A former member of the Vancouver Whitecaps’ women’s team, who blew the whistle in 2019 on Bob Birarda’s return to coaching, told a House of Commons committee Dec. 1 that two prominent Canadian soccer executives should not be involved when Canada co-hosts the FIFA World Cup in 2026.

Ciara McCormack (Twitter)

Ciara McCormack testified to the all-party Status of Women committee’s hearing on women and girls in sport that there needs to be a judicial inquiry into the Canadian sport system, including a full investigation of the finances and operations of the Canadian Soccer Association.  

“There’s a lot of taxpayer money going into FIFA 2026 and there was so much harm done in our situation that hasn’t been remedied in any capacity,” McCormack testified.

Former women’s national under-20 head coach and Olympic team assistant coach Birarda pleaded guilty last February to sexually assaulting four players between 1988 and 2008. In November, he was sentenced to 16 months in jail. 

McCormack said the roles of former CSA president Victor Montagliani and general secretary Peter Montopoli are particularly problematic, because they were both in power when Birarda was employed in 2008. Montagliani is now a vice-president of FIFA and Montopoli the chief operating officer for the 2026 World Cup matches in Vancouver and Toronto.

“People like this have no place in sport and we need mechanisms to remove them,” McCormack told the committee. “Because what kind of message does it send to reward leaders of taxpayer-funded sport whilst simultaneously covering up child abuse?”

Last July’s report by University of Western Ontario sport law professor Richard McLaren found that instead of acknowledging Birarda’s abuse and firing him in 2008, “Canada Soccer misled players and obfuscated the true reason for his departure: his continued harassment of players and abuse of the power imbalance between Birarda and players on the team. Moreover, the CSA’s failure to terminate Birarda and impose disciplinary sanctions afforded him the opportunity to continue coaching, putting other players at potential risk.”

McCormack’s appearance at the committee came three hours after Canada’s men’s team lost its third and final match at Qatar 2022. Canada, U.S. and Mexico have already qualified as co-hosts to 2026’s 48-nation, 80-match tournament. 

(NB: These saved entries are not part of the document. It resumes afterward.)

//! Fixed-point money amounts
//!
//! The ledger service speaks JSON numbers (`100.0`, `12.34`). Summing those as
//! floats makes exact balance comparison unreliable, so the harness keeps every
//! amount as whole cents and only converts at the wire boundary.

use std::fmt;
use std::iter::Sum;
use std::ops::{Add, AddAssign, Neg, Sub, SubAssign};
use std::str::FromStr;

use serde::{Deserialize, Deserializer, Serialize, Serializer, de};

const CENTS_PER_UNIT: i64 = 100;

/// A signed amount of money in cents
#[derive(Debug, Clone, Copy, Default, PartialEq, Eq, PartialOrd, Ord, Hash)]
pub struct Amount(i64);

impl Amount {
    pub const ZERO: Amount = Amount(0);

    pub const fn from_cents(cents: i64) -> Self {
        Amount(cents)
    }

    pub const fn cents(self) -> i64 {
        self.0
    }

    /// Convert a wire value, rounding to the nearest cent.
    ///
    /// Returns `None` for NaN, infinities and values outside the `i64` cent range.
    pub fn from_f64(value: f64) -> Option<Self> {
        if !value.is_finite() {
            return None;
        }

        let cents = (value * CENTS_PER_UNIT as f64).round();
        if cents < i64::MIN as f64 || cents > i64::MAX as f64 {
            return None;
        }

        Some(Amount(cents as i64))
    }

    pub fn as_f64(self) -> f64 {
        self.0 as f64 / CENTS_PER_UNIT as f64
    }

    pub fn is_positive(self) -> bool {
        self.0 > 0
    }

    pub fn is_zero(self) -> bool {
        self.0 == 0
    }

    /// `fraction` of this amount, truncated towards zero to whole cents.
    pub fn fraction(self, fraction: f64) -> Amount {
        if !fraction.is_finite() {
            return Amount::ZERO;
        }
        Amount((self.0 as f64 * fraction).trunc() as i64)
    }
}

impl fmt::Display for Amount {
    fn fmt(&self, f: &mut fmt::Formatter<'_>) -> fmt::Result {
        let sign = if self.0 < 0 { "-" } else { "" };
        let abs = self.0.unsigned_abs();
        write!(
            f,
            "{sign}{}.{:02}",
            abs / CENTS_PER_UNIT as u64,
            abs % CENTS_PER_UNIT as u64
        )
    }
}

impl FromStr for Amount {
    type Err = String;

    fn from_str(s: &str) -> Result<Self, Self::Err> {
        let value: f64 = s
            .trim()
            .parse()
            .map_err(|e| format!("invalid amount '{s}': {e}"))?;
        Amount::from_f64(value).ok_or_else(|| format!("amount '{s}' is out of range"))
    }
}

impl Add for Amount {
    type Output = Amount;

    fn add(self, rhs: Amount) -> Amount {
        Amount(self.0 + rhs.0)
    }
}

impl AddAssign for Amount {
    fn add_assign(&mut self, rhs: Amount) {
        self.0 += rhs.0;
    }
}

impl Sub for Amount {
    type Output = Amount;

    fn sub(self, rhs: Amount) -> Amount {
        Amount(self.0 - rhs.0)
    }
}

impl SubAssign for Amount {
    fn sub_assign(&mut self, rhs: Amount) {
        self.0 -= rhs.0;
    }
}

impl Neg for Amount {
    type Output = Amount;

    fn neg(self) -> Amount {
        Amount(-self.0)
    }
}

impl Sum for Amount {
    fn sum<I: Iterator<Item = Amount>>(iter: I) -> Amount {
        iter.fold(Amount::ZERO, Add::add)
    }
}

impl<'a> Sum<&'a Amount> for Amount {
    fn sum<I: Iterator<Item = &'a Amount>>(iter: I) -> Amount {
        iter.copied().sum()
    }
}

impl Serialize for Amount {
    fn serialize<S: Serializer>(&self, serializer: S) -> Result<S::Ok, S::Error> {
        serializer.serialize_f64(self.as_f64())
    }
}

impl<'de> Deserialize<'de> for Amount {
    fn deserialize<D: Deserializer<'de>>(deserializer: D) -> Result<Self, D::Error> {
        let value = f64::deserialize(deserializer)?;
        Amount::from_f64(value)
            .ok_or_else(|| de::Error::custom(format!("amount {value} is not representable")))
    }
}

But the number of matches could be increased if some in FIFA have their way. 

FIFA VP Montagliani and president Infantino (Twitter)

U.S. is already committed to hosting 60 matches, with 10 for Canada and 10 for Mexico. But, the Guardian reported that there have been informal talks behind the scenes in Qatar about changing the opening round format from 16 groups of three nations to 12 groups of four nations. That would result in 24 additional first round matches.

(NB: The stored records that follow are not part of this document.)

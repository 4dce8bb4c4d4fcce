//! Library Page
//!
//! The signed-in user's saved novels.

use leptos::*;
use novelly::models::{LibraryItem, NovelId};

use super::{format_date, EmptyState, ErrorMessage, DANGER_BUTTON};
use crate::components::{GridSkeleton, NovelCard};
use crate::state::{confirm, log_error, GlobalState};

#[component]
pub fn Library() -> impl IntoView {
    let state = expect_context::<GlobalState>();
    let items = create_rw_signal(None::<Result<Vec<LibraryItem>, String>>);

    let state_for_load = state.clone();
    spawn_local(async move {
        let state = state_for_load;
        let Some(user_id) = state.store.state().user_id() else {
            items.set(Some(Err("Please log in to view your library.".to_string())));
            return;
        };
        match state.api().library().list(user_id).await {
            Ok(list) => items.set(Some(Ok(list))),
            Err(e) => {
                log_error(&format!("Error loading library: {}", e));
                items.set(Some(Err("Failed to load library".to_string())));
            }
        }
    });

    let remove = move |novel_id: NovelId| {
        let Some(user_id) = state.store.state().user_id() else {
            state.show_error("Please log in first");
            return;
        };
        if !confirm("Remove this novel from your library?") {
            return;
        }
        let state = state.clone();
        spawn_local(async move {
            match state.with_spinner(state.api().library().remove(user_id, novel_id)).await {
                Ok(()) => {
                    items.update(|current| {
                        if let Some(Ok(list)) = current {
                            list.retain(|item| item.novel.novel_id != novel_id);
                        }
                    });
                    state.show_success("Removed from library");
                }
                Err(e) => {
                    log_error(&format!("Error removing from library: {}", e));
                    state.show_error("Failed to remove from library");
                }
            }
        });
    };

    view! {
        <div class="space-y-6">
            <h1 class="text-3xl font-bold">"My Library"</h1>
            {move || match items.get() {
                None => view! { <GridSkeleton /> }.into_view(),
                Some(Err(message)) => view! { <ErrorMessage message=message /> }.into_view(),
                Some(Ok(list)) if list.is_empty() => view! {
                    <EmptyState
                        title="Your library is empty"
                        message="No novels in your library yet. Click \"Add to Library\" on any novel page to save it here."
                    >
                        <a href="#/home" class="text-blue-400 hover:underline">"Browse novels"</a>
                    </EmptyState>
                }
                .into_view(),
                Some(Ok(list)) => view! {
                    <div class="grid grid-cols-2 md:grid-cols-4 lg:grid-cols-6 gap-4">
                        {list
                            .into_iter()
                            .map(|item| {
                                let novel_id = item.novel.novel_id;
                                let remove = remove.clone();
                                view! {
                                    <div class="space-y-2">
                                        <NovelCard novel=item.novel />
                                        <div class="flex items-center justify-between text-xs text-gray-500">
                                            <span>{format_date(item.added_at)}</span>
                                            <button class=DANGER_BUTTON on:click=move |_| remove(novel_id)>
                                                "Remove"
                                            </button>
                                        </div>
                                    </div>
                                }
                            })
                            .collect_view()}
                    </div>
                }
                .into_view(),
            }}
        </div>
    }
}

More first round matches could benefit both Vancouver’s B.C. Place Stadium and Toronto’s BMO Field, which fall below FIFA’s 60,000 minimum capacity to host a match in the quarter-finals and beyond. But there would be additional costs. City of Toronto is already expecting to spend $290 million, while the B.C. said it could cost up to $260 million. That doesn’t count the federal contribution for security and other costs. 

“We have not received any information from FIFA regarding the possible expansion of the 2026 World Cup,” said Corinna Fillion of the B.C. Ministry of Tourism, Arts, Culture and Sport communications office. “At this time, we do not yet know how many matches will be held in each city.”  

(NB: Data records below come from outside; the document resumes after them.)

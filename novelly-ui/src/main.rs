//! Novelly Web Client
//!
//! Novel-reading single-page application built with Leptos (WASM).
//!
//! # Architecture
//!
//! Client-side rendered. Routing, state, REST calls and page logic live in
//! the `novelly` crate; this crate supplies the browser pieces (fetch
//! transport, `localStorage`, `hashchange`) and the views.

use leptos::*;

mod api;
mod app;
mod components;
mod pages;
mod state;

fn main() {
    // Set up panic hook for better error messages in WASM
    console_error_panic_hook::set_once();

    mount_to_body(|| view! { <app::App /> });
}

There is a lot that the public does not know about the 2026 tournament. In response to a freedom of information request for B.C.’s hosting proposal to FIFA, B.C. Pavilion Corporation withheld almost all 117 pages. The taxpayer-owned stadium operator cited exceptions to the public records law that protect policy advice or recommendations, intergovernmental relations or negotiations, financial or economic interests of a public body, and business interests of a third party.

The only information visible includes Ministry and PavCo letterhead, PavCo CEO Ken Cretney’s signature, the words “table of contents” and “introduction,” and nine pages with “Vancouver Questionnaire” at the top.

PavCo budgeted $30,000 to send three employees to Qatar for FIFA’s Qatar 2022 observer programs, while Vancouver city hall budgeted $25,000 to send one Sport Hosting Vancouver employee and two Vancouver Police officers.

Vancouver Mayor Ken Sim went to Qatar to watch the World Cup on a personal vacation booked before he won the mayoralty. City hall has refused to release his daily calendar for now, citing a section of the law that allows it to delay by up to 60 business days the release of information that it intends to publish.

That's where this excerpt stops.